▶ [HOW TO COMPLETE THIS TASK]
Reproduce precisely the lines between the start of the data below and the line with "produces to whoever", both included.

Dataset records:
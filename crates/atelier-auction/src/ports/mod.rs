//! Ports for the auction engine: the driving API trait and the driven
//! dependencies (clock, store, push transport).

pub mod inbound;
pub mod outbound;

pub use inbound::{AuctionEngineApi, AuctionView, BidReceipt, NewAuctionRequest};
pub use outbound::{
    AuctionStore, BidCommit, MockTimeSource, Notification, NotificationKind, PushTransport,
    StoreError, SystemTimeSource, TimeSource, TransportError,
};
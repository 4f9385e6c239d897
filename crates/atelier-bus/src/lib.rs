//! # Atelier Bus - Event Bus for Marketplace Components
//!
//! Carries every state-change fact the auction engine produces to whoever
//! cares about it: the notification fan-out, the realtime socket hub, and the
//! payment collaborator.
//!
//! ## Decoupling Rules
//!
//! - The bidding coordinator and lifecycle scheduler publish *after* commit;
//!   they never wait on consumers.
//! - Consumers subscribe with a topic filter and read at their own pace; a
//!   slow consumer lags and drops, it never back-pressures a bid commit.
//!
//! ```text
//! ┌──────────────┐                    ┌──────────────┐
//! │  Coordinator │                    │   Fan-out    │
//! │  Scheduler   │    publish()       │   Payment    │
//! │              │ ──────┐            │              │
//! └──────────────┘       │            └──────────────┘
//!                        ▼                    ↑
//!                  ┌──────────────┐          │
//!                  │  Event Bus   │          │
//!                  │              │ ─────────┘
//!                  └──────────────┘  subscribe()
//! ```

// Allow in tests
#![cfg_attr(test, allow(clippy::unwrap_used))]
#![cfg_attr(test, allow(clippy::expect_used))]

pub mod events;
pub mod publisher;
pub mod subscriber;

// Re-export main types
pub use events::{EventFilter, EventTopic, MarketEvent};
pub use publisher::{EventPublisher, InMemoryEventBus};
pub use subscriber::{EventStream, EventSubscriber, Subscription, SubscriptionError};

/// Maximum events to buffer per subscriber before backpressure.
pub const DEFAULT_CHANNEL_CAPACITY: usize = 1000;
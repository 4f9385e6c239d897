//! # Durability Tests
//!
//! The engine over the RocksDB-backed store: committed bids, watches, and
//! lifecycle state survive a close-and-reopen.

#[cfg(test)]
mod tests {
    use atelier_auction::adapters::{RocksAuctionStore, RocksStoreConfig};
    use atelier_auction::ports::inbound::NewAuctionRequest;
    use atelier_auction::ports::outbound::{AuctionStore, MockTimeSource};
    use atelier_auction::service::AuctionEngine;
    use atelier_auction::{AuctionEngineApi, AuctionStatus, EngineConfig};
    use atelier_bus::InMemoryEventBus;
    use atelier_types::{ArtworkId, AuctionId, Money, UserId};
    use std::sync::Arc;
    use tempfile::TempDir;

    fn engine_over(
        dir: &TempDir,
        initial_time: u64,
    ) -> (Arc<AuctionEngine>, Arc<MockTimeSource>) {
        let path = dir.path().join("auctions").to_string_lossy().to_string();
        let store: Arc<dyn AuctionStore> =
            Arc::new(RocksAuctionStore::open(RocksStoreConfig::for_testing(path)).unwrap());
        let clock = Arc::new(MockTimeSource::new(initial_time));
        let engine = Arc::new(AuctionEngine::new(
            store,
            Arc::new(InMemoryEventBus::new()),
            clock.clone(),
            EngineConfig::for_testing(),
        ));
        (engine, clock)
    }

    async fn seed_auction(engine: &AuctionEngine) -> AuctionId {
        engine
            .create_auction(NewAuctionRequest {
                artwork_id: ArtworkId::new(),
                seller_id: UserId::new(),
                starting_bid: Money::from_cents(1_000),
                reserve_price: None,
                start_time: None,
                end_time: 10_000,
                min_increment: Some(Money::from_cents(100)),
            })
            .await
            .unwrap()
            .id
    }

    #[tokio::test]
    async fn test_bids_and_watches_survive_reopen() {
        let dir = TempDir::new().unwrap();
        let bidder = UserId::new();
        let watcher = UserId::new();
        let auction_id;

        {
            let (engine, _) = engine_over(&dir, 1_000);
            auction_id = seed_auction(&engine).await;
            engine.watch(auction_id, watcher).await.unwrap();
            engine
                .place_bid(auction_id, bidder, Money::from_cents(1_000))
                .await
                .unwrap();
            engine
                .place_bid(auction_id, UserId::new(), Money::from_cents(500))
                .await
                .unwrap(); // rejected, still audited
        }

        let (engine, _) = engine_over(&dir, 2_000);
        let view = engine.get_auction(auction_id).await.unwrap();
        assert_eq!(view.auction.current_bid, Money::from_cents(1_000));
        assert_eq!(view.auction.highest_bidder, Some(bidder));
        assert_eq!(view.watcher_count, 2); // explicit watcher + implicit bidder

        let history = engine.store().bid_history(auction_id).unwrap();
        assert_eq!(history.len(), 2);
        assert_eq!(engine.list_bids(auction_id, None).await.unwrap().len(), 1);
    }

    #[tokio::test]
    async fn test_bidding_resumes_after_reopen() {
        let dir = TempDir::new().unwrap();
        let auction_id;

        {
            let (engine, _) = engine_over(&dir, 1_000);
            auction_id = seed_auction(&engine).await;
            engine
                .place_bid(auction_id, UserId::new(), Money::from_cents(1_000))
                .await
                .unwrap();
        }

        // A new process picks up where the old one stopped
        let (engine, clock) = engine_over(&dir, 2_000);
        let receipt = engine
            .place_bid(auction_id, UserId::new(), Money::from_cents(1_100))
            .await
            .unwrap();
        assert!(receipt.accepted);
        assert_eq!(receipt.auction.total_bid_count, 2);

        // Close it and confirm the terminal state also persists
        clock.set(10_000);
        engine.sweep().await.unwrap();

        let (engine, _) = engine_over(&dir, 20_000);
        let view = engine.get_auction(auction_id).await.unwrap();
        assert_eq!(view.auction.status, AuctionStatus::Ended);
        assert_eq!(view.auction.current_bid, Money::from_cents(1_100));
    }
}
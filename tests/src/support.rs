//! Shared fixtures for integration tests.

use atelier_auction::adapters::{MemoryAuctionStore, RecordingPushTransport};
use atelier_auction::ports::inbound::NewAuctionRequest;
use atelier_auction::ports::outbound::{AuctionStore, MockTimeSource, PushTransport};
use atelier_auction::service::{AuctionEngine, NotificationFanout};
use atelier_auction::{Auction, AuctionEngineApi, EngineConfig};
use atelier_bus::InMemoryEventBus;
use atelier_types::{ArtworkId, Money, Timestamp, UserId};
use std::sync::{Arc, Once};
use tokio::task::JoinHandle;

static TRACING: Once = Once::new();

/// Installs the env-filtered subscriber once per test binary. Run noisy
/// suites with `RUST_LOG=atelier_auction=debug` to watch the engine work.
pub fn init_tracing() {
    TRACING.call_once(|| {
        let _ = tracing_subscriber::fmt()
            .with_env_filter(tracing_subscriber::EnvFilter::from_default_env())
            .with_test_writer()
            .try_init();
    });
}

/// Everything an integration test needs wired together over the in-memory
/// store: the engine, its deterministic clock, the bus, and a recording
/// transport fed by a spawned fan-out task.
pub struct Harness {
    pub engine: Arc<AuctionEngine>,
    pub clock: Arc<MockTimeSource>,
    pub bus: Arc<InMemoryEventBus>,
    pub transport: Arc<RecordingPushTransport>,
    pub fanout_task: JoinHandle<()>,
}

impl Harness {
    /// Builds a harness at t=1000ms with testing timeouts.
    pub fn new() -> Self {
        Self::with_config(EngineConfig::for_testing())
    }

    /// Builds a harness with a custom engine configuration.
    pub fn with_config(config: EngineConfig) -> Self {
        init_tracing();
        let store: Arc<dyn AuctionStore> = Arc::new(MemoryAuctionStore::new());
        let bus = Arc::new(InMemoryEventBus::new());
        let clock = Arc::new(MockTimeSource::new(1_000));
        let transport = Arc::new(RecordingPushTransport::new());

        let engine = Arc::new(AuctionEngine::new(
            Arc::clone(&store),
            Arc::clone(&bus),
            clock.clone(),
            config,
        ));

        let fanout = NotificationFanout::new(
            store,
            Arc::clone(&transport) as Arc<dyn PushTransport>,
        );
        let fanout_task = fanout.spawn(&bus);

        Self {
            engine,
            clock,
            bus,
            transport,
            fanout_task,
        }
    }

    /// Creates an auction open now, ending at `end_time`.
    pub async fn open_auction(
        &self,
        starting_cents: u64,
        reserve_cents: Option<u64>,
        end_time: Timestamp,
    ) -> Auction {
        self.engine
            .create_auction(NewAuctionRequest {
                artwork_id: ArtworkId::new(),
                seller_id: UserId::new(),
                starting_bid: Money::from_cents(starting_cents),
                reserve_price: reserve_cents.map(Money::from_cents),
                start_time: None,
                end_time,
                min_increment: Some(Money::from_cents(100)),
            })
            .await
            .expect("auction creation")
    }

    /// Polls the recording transport until `predicate` holds or the deadline
    /// passes. Fan-out is asynchronous; tests wait for delivery instead of
    /// assuming it.
    pub async fn wait_for_deliveries<F>(&self, predicate: F) -> bool
    where
        F: Fn(&RecordingPushTransport) -> bool,
    {
        for _ in 0..200 {
            if predicate(&self.transport) {
                return true;
            }
            tokio::time::sleep(std::time::Duration::from_millis(5)).await;
        }
        false
    }
}

impl Default for Harness {
    fn default() -> Self {
        Self::new()
    }
}
//! # Atelier Test Suite
//!
//! Unified test crate containing:
//!
//! ## Structure
//!
//! ```text
//! tests/src/
//! ├── support.rs        # Shared harness: engine + bus + recording transport
//! │
//! └── integration/      # Cross-crate flows
//!     ├── bidding.rs    # Concurrent bid races and serialization guarantees
//!     ├── lifecycle.rs  # Sweep transitions, reserve scenarios, settlement
//!     ├── fanout_flow.rs# Bus-to-notification delivery end to end
//!     └── durability.rs # RocksDB-backed store across reopen
//! ```
//!
//! ## Running Tests
//!
//! ```bash
//! # All tests
//! cargo test -p atelier-tests
//!
//! # By category
//! cargo test -p atelier-tests integration::bidding::
//! cargo test -p atelier-tests integration::lifecycle::
//! ```

#![allow(dead_code)]

pub mod integration;
pub mod support;
//! Core domain entities for the auction engine.
//!
//! The auction status machine:
//!
//! ```text
//! [SCHEDULED] ──start reached──→ [ACTIVE] ──end, reserve met──→ [ENDED] ──capture──→ [SETTLED]
//!      │                            │
//!      │                            └──end, reserve unmet──→ [RESERVE_NOT_MET]
//!      └────────────seller cancel (no accepted bids)──→ [CANCELLED]
//! ```
//!
//! Rows are never deleted; `Settled` and `Cancelled` are terminal.

// Re-export from atelier-types for convenience
pub use atelier_types::{ArtworkId, AuctionId, BidId, Money, Timestamp, UserId};

use serde::{Deserialize, Serialize};

/// Auction lifecycle status.
#[derive(Clone, Copy, Debug, PartialEq, Eq, Serialize, Deserialize)]
pub enum AuctionStatus {
    /// Created with a future start time; not yet open for bids.
    Scheduled,
    /// Open for bids.
    Active,
    /// Past end time with reserve satisfied (or no reserve); the highest
    /// bidder, if any, is the declared winner awaiting settlement.
    Ended,
    /// Past end time without meeting the reserve; no winner.
    ReserveNotMet,
    /// Settlement confirmed; fully immutable.
    Settled,
    /// Cancelled by the seller before completion.
    Cancelled,
}

impl AuctionStatus {
    /// Returns true for states that admit no further transition.
    #[must_use]
    pub fn is_terminal(self) -> bool {
        matches!(self, Self::Settled | Self::Cancelled)
    }
}

/// A time-bounded sale of one artwork via competitive bidding.
///
/// Mutated only by the bidding coordinator (accepted bids) and the lifecycle
/// scheduler (time transitions), always under the auction's exclusive section
/// and through a version-checked store commit.
#[derive(Clone, Debug, Serialize, Deserialize)]
pub struct Auction {
    /// Unique identifier.
    pub id: AuctionId,
    /// The artwork being sold; details live in the catalog.
    pub artwork_id: ArtworkId,
    /// The selling artist.
    pub seller_id: UserId,
    /// Opening price; the first bid may equal it.
    pub starting_bid: Money,
    /// Minimum acceptable final price. None means no reserve.
    pub reserve_price: Option<Money>,
    /// Standing price. Equals `starting_bid` until the first accepted bid.
    pub current_bid: Money,
    /// Smallest allowed step above `current_bid` for a later bid.
    pub min_increment: Money,
    /// When bidding opens (ms since epoch, server clock).
    pub start_time: Timestamp,
    /// When bidding closes. Always after `start_time`.
    pub end_time: Timestamp,
    /// Lifecycle status.
    pub status: AuctionStatus,
    /// Count of accepted bids. Consistent with the ledger.
    pub total_bid_count: u64,
    /// Bidder of the latest accepted bid, if any.
    pub highest_bidder: Option<UserId>,
    /// Optimistic-concurrency stamp; bumped on every committed mutation.
    pub version: u64,
    /// Set once the one-shot ending-soon notification has fired.
    pub ending_soon_notified: bool,
}

impl Auction {
    /// Creates a new auction row. Status is `Active` when `start_time` has
    /// already passed, otherwise `Scheduled`. Schedule and price validation
    /// happens at the engine boundary before this is called.
    #[allow(clippy::too_many_arguments)]
    pub fn new(
        artwork_id: ArtworkId,
        seller_id: UserId,
        starting_bid: Money,
        reserve_price: Option<Money>,
        min_increment: Money,
        start_time: Timestamp,
        end_time: Timestamp,
        now: Timestamp,
    ) -> Self {
        let status = if now >= start_time {
            AuctionStatus::Active
        } else {
            AuctionStatus::Scheduled
        };
        Self {
            id: AuctionId::new(),
            artwork_id,
            seller_id,
            starting_bid,
            reserve_price,
            current_bid: starting_bid,
            min_increment,
            start_time,
            end_time,
            status,
            total_bid_count: 0,
            highest_bidder: None,
            version: 1,
            ending_soon_notified: false,
        }
    }

    /// Returns true while the auction accepts bids at `now`.
    #[must_use]
    pub fn is_open_for_bids(&self, now: Timestamp) -> bool {
        self.status == AuctionStatus::Active && now >= self.start_time && now < self.end_time
    }

    /// Returns true once `now` has reached the closing boundary.
    #[must_use]
    pub fn is_past_end(&self, now: Timestamp) -> bool {
        now >= self.end_time
    }

    /// Returns true when at least one bid has been accepted.
    #[must_use]
    pub fn has_bids(&self) -> bool {
        self.total_bid_count > 0
    }

    /// Whether the reserve condition holds for the standing price. An auction
    /// with no accepted bids only satisfies a reserve at or below its
    /// starting bid, since `current_bid` still equals `starting_bid`.
    #[must_use]
    pub fn reserve_met(&self) -> bool {
        match self.reserve_price {
            Some(reserve) => self.current_bid >= reserve,
            None => true,
        }
    }

    /// Applies an accepted bid to the row: price, standing bidder, counter,
    /// and version stamp. The caller has already validated the amount.
    pub fn apply_accepted_bid(&mut self, bidder: UserId, amount: Money) {
        self.current_bid = amount;
        self.highest_bidder = Some(bidder);
        self.total_bid_count += 1;
        self.version += 1;
    }
}

/// Outcome recorded for every bid attempt that reached validation.
#[derive(Clone, Copy, Debug, PartialEq, Eq, Serialize, Deserialize)]
pub enum BidOutcome {
    /// The bid committed and became the standing price.
    Accepted,
    /// The bid lost the commit race twice and was never applied.
    RejectedStale,
    /// The amount did not clear the required minimum (or the bidder was
    /// already standing highest under a no-self-outbid policy).
    RejectedBelowMinimum,
    /// The auction was not open for bids at arrival time.
    RejectedAuctionClosed,
}

impl BidOutcome {
    /// Returns true for the accepted outcome.
    #[must_use]
    pub fn is_accepted(self) -> bool {
        matches!(self, Self::Accepted)
    }
}

/// One bid attempt. Immutable once written; rejected attempts are recorded
/// alongside accepted ones for audit.
#[derive(Clone, Debug, Serialize, Deserialize)]
pub struct Bid {
    /// Unique identifier.
    pub id: BidId,
    /// The auction bid on.
    pub auction_id: AuctionId,
    /// Monotonic per-auction sequence across all attempts.
    pub sequence: u64,
    /// Who bid.
    pub bidder_id: UserId,
    /// Offered amount.
    pub amount: Money,
    /// Server arrival time; never client-supplied.
    pub submitted_at: Timestamp,
    /// Validation outcome.
    pub outcome: BidOutcome,
}

impl Bid {
    /// Builds a bid row for the given attempt.
    pub fn new(
        auction_id: AuctionId,
        sequence: u64,
        bidder_id: UserId,
        amount: Money,
        submitted_at: Timestamp,
        outcome: BidOutcome,
    ) -> Self {
        Self {
            id: BidId::new(),
            auction_id,
            sequence,
            bidder_id,
            amount,
            submitted_at,
            outcome,
        }
    }
}

/// Subscription of a user to an auction's events. A weak relation: it confers
/// no ownership and only drives fan-out targeting and the displayed watcher
/// count.
#[derive(Clone, Debug, Serialize, Deserialize)]
pub struct Watch {
    /// The watched auction.
    pub auction_id: AuctionId,
    /// The subscribed user.
    pub watcher_id: UserId,
    /// When the watch was created.
    pub created_at: Timestamp,
}
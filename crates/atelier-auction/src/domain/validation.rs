//! Pure bid acceptance decision.
//!
//! No side effects and no clock access: the caller supplies the auction
//! snapshot and `now`, which makes every rule independently testable.

use super::entities::{Auction, BidOutcome, Money, Timestamp, UserId};
use serde::{Deserialize, Serialize};
use std::fmt;

/// Why a bid was not accepted.
#[derive(Clone, Copy, Debug, PartialEq, Eq, Serialize, Deserialize)]
pub enum RejectReason {
    /// The auction was not open for bids at arrival time.
    AuctionClosed,
    /// The amount did not clear the required minimum.
    BelowMinimum {
        /// The smallest amount that would have been accepted.
        minimum: Money,
    },
    /// The bidder already holds the standing highest bid and the policy
    /// forbids raising one's own bid.
    AlreadyHighestBidder,
}

impl RejectReason {
    /// The ledger outcome recorded for this rejection. Self-outbid attempts
    /// fall in the below-minimum class.
    #[must_use]
    pub fn outcome(self) -> BidOutcome {
        match self {
            Self::AuctionClosed => BidOutcome::RejectedAuctionClosed,
            Self::BelowMinimum { .. } | Self::AlreadyHighestBidder => {
                BidOutcome::RejectedBelowMinimum
            }
        }
    }
}

impl fmt::Display for RejectReason {
    fn fmt(&self, f: &mut fmt::Formatter<'_>) -> fmt::Result {
        match self {
            Self::AuctionClosed => write!(f, "auction is not open for bids"),
            Self::BelowMinimum { minimum } => {
                write!(f, "bid must be at least {minimum}")
            }
            Self::AlreadyHighestBidder => write!(f, "bidder already holds the highest bid"),
        }
    }
}

/// Policy knobs the validator consults.
#[derive(Clone, Copy, Debug, Default)]
pub struct BidPolicy {
    /// Whether the standing highest bidder may raise their own bid.
    pub allow_self_outbid: bool,
}

/// The smallest amount a new bid must reach: the starting bid while no bid has
/// been accepted, one increment above the standing price afterwards.
#[must_use]
pub fn required_minimum(auction: &Auction) -> Money {
    if auction.has_bids() {
        auction
            .current_bid
            .checked_add(auction.min_increment)
            // Saturate at the top of the representable range; nothing clears it.
            .unwrap_or(Money::from_cents(u64::MAX))
    } else {
        auction.starting_bid
    }
}

/// Decides whether a proposed bid is acceptable against the given snapshot.
///
/// Rules, in order:
/// 1. The auction must be `Active` with `now` inside `[start_time, end_time)`.
/// 2. The amount must reach `required_minimum`.
/// 3. Unless allowed by policy, the bidder must not already be the standing
///    highest bidder.
pub fn validate_bid(
    auction: &Auction,
    bidder: UserId,
    amount: Money,
    now: Timestamp,
    policy: &BidPolicy,
) -> Result<(), RejectReason> {
    if !auction.is_open_for_bids(now) {
        return Err(RejectReason::AuctionClosed);
    }

    let minimum = required_minimum(auction);
    if amount < minimum {
        return Err(RejectReason::BelowMinimum { minimum });
    }

    if !policy.allow_self_outbid && auction.highest_bidder == Some(bidder) {
        return Err(RejectReason::AlreadyHighestBidder);
    }

    Ok(())
}
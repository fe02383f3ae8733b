//! Repository descriptors
//!
//! A [`RepositoryDescriptor`] is the user-facing configuration object for a
//! single artifact repository: its identity, primary URL, additional
//! artifact search URLs, and metadata-format preference. It accepts URL
//! tokens without validation and resolves them lazily on every read.

use crate::error::Result;
use crate::location::{Location, LocationResolver};
use crate::transport::Authentication;
use std::sync::Arc;
use url::Url;

/// Configuration for one artifact repository
#[derive(Clone)]
pub struct RepositoryDescriptor {
    name: String,
    url: Option<Location>,
    additional_urls: Vec<Location>,
    prefer_structured_metadata: bool,
    authentication: Authentication,
    locations: Arc<dyn LocationResolver>,
}

impl RepositoryDescriptor {
    pub fn new(name: impl Into<String>, locations: Arc<dyn LocationResolver>) -> Self {
        Self {
            name: name.into(),
            url: None,
            additional_urls: Vec::new(),
            prefer_structured_metadata: false,
            authentication: Authentication::none(),
            locations,
        }
    }

    pub fn name(&self) -> &str {
        &self.name
    }

    /// Set the primary URL token; accepted without validation
    pub fn set_url(&mut self, url: impl Into<Location>) {
        self.url = Some(url.into());
    }

    /// Resolve and return the primary URL
    ///
    /// Resolution runs on every call so that the result reflects the
    /// current external context; malformed tokens fail here, not at set
    /// time.
    pub fn url(&self) -> Result<Option<Url>> {
        match &self.url {
            Some(token) => Ok(Some(self.locations.resolve(token)?)),
            None => Ok(None),
        }
    }

    /// Append additional artifact locations, preserving order and
    /// duplicates
    pub fn artifact_urls<I, T>(&mut self, urls: I)
    where
        I: IntoIterator<Item = T>,
        T: Into<Location>,
    {
        self.additional_urls.extend(urls.into_iter().map(Into::into));
    }

    /// Replace the entire additional-URL set
    pub fn set_artifact_urls<I, T>(&mut self, urls: I)
    where
        I: IntoIterator<Item = T>,
        T: Into<Location>,
    {
        self.additional_urls = urls.into_iter().map(Into::into).collect();
    }

    /// Resolve the additional artifact URLs in insertion order
    ///
    /// Duplicate tokens that resolve to the same URL collapse to the first
    /// occurrence; there is no further dedup logic.
    pub fn resolved_artifact_urls(&self) -> Result<Vec<Url>> {
        let mut result: Vec<Url> = Vec::with_capacity(self.additional_urls.len());
        for token in &self.additional_urls {
            let url = self.locations.resolve(token)?;
            if !result.contains(&url) {
                result.push(url);
            }
        }
        Ok(result)
    }

    pub fn prefer_structured_metadata(&self) -> bool {
        self.prefer_structured_metadata
    }

    /// Toggle whether structured metadata is tried before legacy POM
    /// descriptors; this ordering is policy, not contract
    pub fn set_prefer_structured_metadata(&mut self, prefer: bool) {
        self.prefer_structured_metadata = prefer;
    }

    pub fn authentication(&self) -> &Authentication {
        &self.authentication
    }

    pub fn set_authentication(&mut self, authentication: Authentication) {
        self.authentication = authentication;
    }

    /// Human-readable name for diagnostics: `name` without a URL,
    /// `name(url)` with one; never used for equality or lookup
    pub fn display_name(&self) -> String {
        match self.url() {
            Ok(Some(url)) => format!("{}({})", self.name, url),
            Ok(None) => self.name.clone(),
            Err(e) => {
                log::debug!("cannot resolve URL of repository '{}': {}", self.name, e);
                self.name.clone()
            }
        }
    }
}

impl std::fmt::Debug for RepositoryDescriptor {
    fn fmt(&self, f: &mut std::fmt::Formatter<'_>) -> std::fmt::Result {
        f.debug_struct("RepositoryDescriptor")
            .field("name", &self.name)
            .field("url", &self.url)
            .field("additional_urls", &self.additional_urls)
            .field(
                "prefer_structured_metadata",
                &self.prefer_structured_metadata,
            )
            .finish()
    }
}
//! Repository transports
//!
//! A transport moves raw bytes to and from a repository location. The
//! resolver never speaks a protocol itself; it asks a [`TransportFactory`]
//! for a transport keyed by the URL scheme of the repository root.

use crate::error::{RepoError, Result};
use reqwest::blocking::Client;
use reqwest::StatusCode;
use std::fs;
use std::sync::Arc;
use std::time::Duration;
use url::Url;

/// Credentials handed to the transport factory
///
/// Credential management itself lives outside this crate; this is only the
/// value the configuration layer carries through to the transport.
#[derive(Debug, Clone, Default, PartialEq, Eq)]
pub struct Authentication {
    /// Optional bearer token for HTTP repositories
    pub token: Option<String>,
}

impl Authentication {
    pub fn none() -> Self {
        Self::default()
    }

    pub fn bearer(token: impl Into<String>) -> Self {
        Self {
            token: Some(token.into()),
        }
    }
}

/// Fetches and publishes raw resources at repository URLs
pub trait Transport: Send + Sync {
    /// Fetch the resource at `url`; `Ok(None)` means it does not exist
    fn fetch(&self, url: &Url) -> Result<Option<Vec<u8>>>;

    /// Write the resource at `url`, replacing any existing content
    fn put(&self, url: &Url, bytes: &[u8]) -> Result<()>;
}

/// Creates transports keyed by URL scheme
pub trait TransportFactory: Send + Sync {
    fn create_transport(
        &self,
        scheme: &str,
        repository: &str,
        authentication: &Authentication,
    ) -> Result<Arc<dyn Transport>>;
}

/// Stock factory: `file` and `http`/`https` schemes
#[derive(Debug, Default)]
pub struct DefaultTransportFactory;

impl TransportFactory for DefaultTransportFactory {
    fn create_transport(
        &self,
        scheme: &str,
        repository: &str,
        authentication: &Authentication,
    ) -> Result<Arc<dyn Transport>> {
        match scheme {
            "file" => Ok(Arc::new(FileTransport)),
            "http" | "https" => Ok(Arc::new(HttpTransport::new(
                authentication.token.clone(),
            )?)),
            other => Err(RepoError::InvalidLocation {
                token: format!("{}://", other),
                message: format!(
                    "no transport available for scheme '{}' in repository '{}'",
                    other, repository
                ),
            }),
        }
    }
}

/// Local filesystem transport for `file://` repositories
#[derive(Debug, Default)]
pub struct FileTransport;

impl FileTransport {
    fn to_path(url: &Url) -> Result<std::path::PathBuf> {
        url.to_file_path().map_err(|_| RepoError::InvalidLocation {
            token: url.to_string(),
            message: "not a local file URL".to_string(),
        })
    }
}

impl Transport for FileTransport {
    fn fetch(&self, url: &Url) -> Result<Option<Vec<u8>>> {
        let path = Self::to_path(url)?;
        match fs::read(&path) {
            Ok(bytes) => Ok(Some(bytes)),
            Err(e) if e.kind() == std::io::ErrorKind::NotFound => Ok(None),
            Err(e) => Err(e.into()),
        }
    }

    fn put(&self, url: &Url, bytes: &[u8]) -> Result<()> {
        let path = Self::to_path(url)?;
        if let Some(parent) = path.parent() {
            fs::create_dir_all(parent)?;
        }
        fs::write(&path, bytes)?;
        Ok(())
    }
}

/// HTTP(S) transport
pub struct HttpTransport {
    client: Client,
    token: Option<String>,
}

impl HttpTransport {
    pub fn new(token: Option<String>) -> Result<Self> {
        let client = Client::builder()
            .timeout(Duration::from_secs(30))
            .build()
            .map_err(|e| RepoError::Http(e.to_string()))?;
        Ok(Self { client, token })
    }

    fn authorize(
        &self,
        request: reqwest::blocking::RequestBuilder,
    ) -> reqwest::blocking::RequestBuilder {
        match &self.token {
            Some(token) => request.header("Authorization", format!("Bearer {}", token)),
            None => request,
        }
    }
}

impl Transport for HttpTransport {
    fn fetch(&self, url: &Url) -> Result<Option<Vec<u8>>> {
        let request = self.authorize(self.client.get(url.clone()));
        let response = request.send()?;

        if response.status() == StatusCode::NOT_FOUND {
            return Ok(None);
        }
        if !response.status().is_success() {
            return Err(RepoError::Http(format!(
                "HTTP {} fetching {}",
                response.status(),
                url
            )));
        }
        Ok(Some(response.bytes()?.to_vec()))
    }

    fn put(&self, url: &Url, bytes: &[u8]) -> Result<()> {
        let request = self.authorize(self.client.put(url.clone())).body(bytes.to_vec());
        let response = request.send()?;

        if !response.status().is_success() {
            return Err(RepoError::Http(format!(
                "HTTP {} publishing to {}",
                response.status(),
                url
            )));
        }
        Ok(())
    }
}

▶ [EXERCISE SOLUTION]
filename crates/atelier-auction/src/ports/mod.rs
//! Ports for the auction engine: the driving API trait and the driven
//! dependencies (clock, store, push transport).

pub mod inbound;
pub mod outbound;

pub use inbound::{AuctionEngineApi, AuctionView, BidReceipt, NewAuctionRequest};
pub use outbound::{
    AuctionStore, BidCommit, MockTimeSource, Notification, NotificationKind, PushTransport,
    StoreError, SystemTimeSource, TimeSource, TransportError,
};
repository 4f9385e6c239d897
filename crates/atelier-bus/src/lib.rs
//! # Atelier Bus - Event Bus for Marketplace Components
//!
//! Carries every state-change fact the auction engine produces to whoever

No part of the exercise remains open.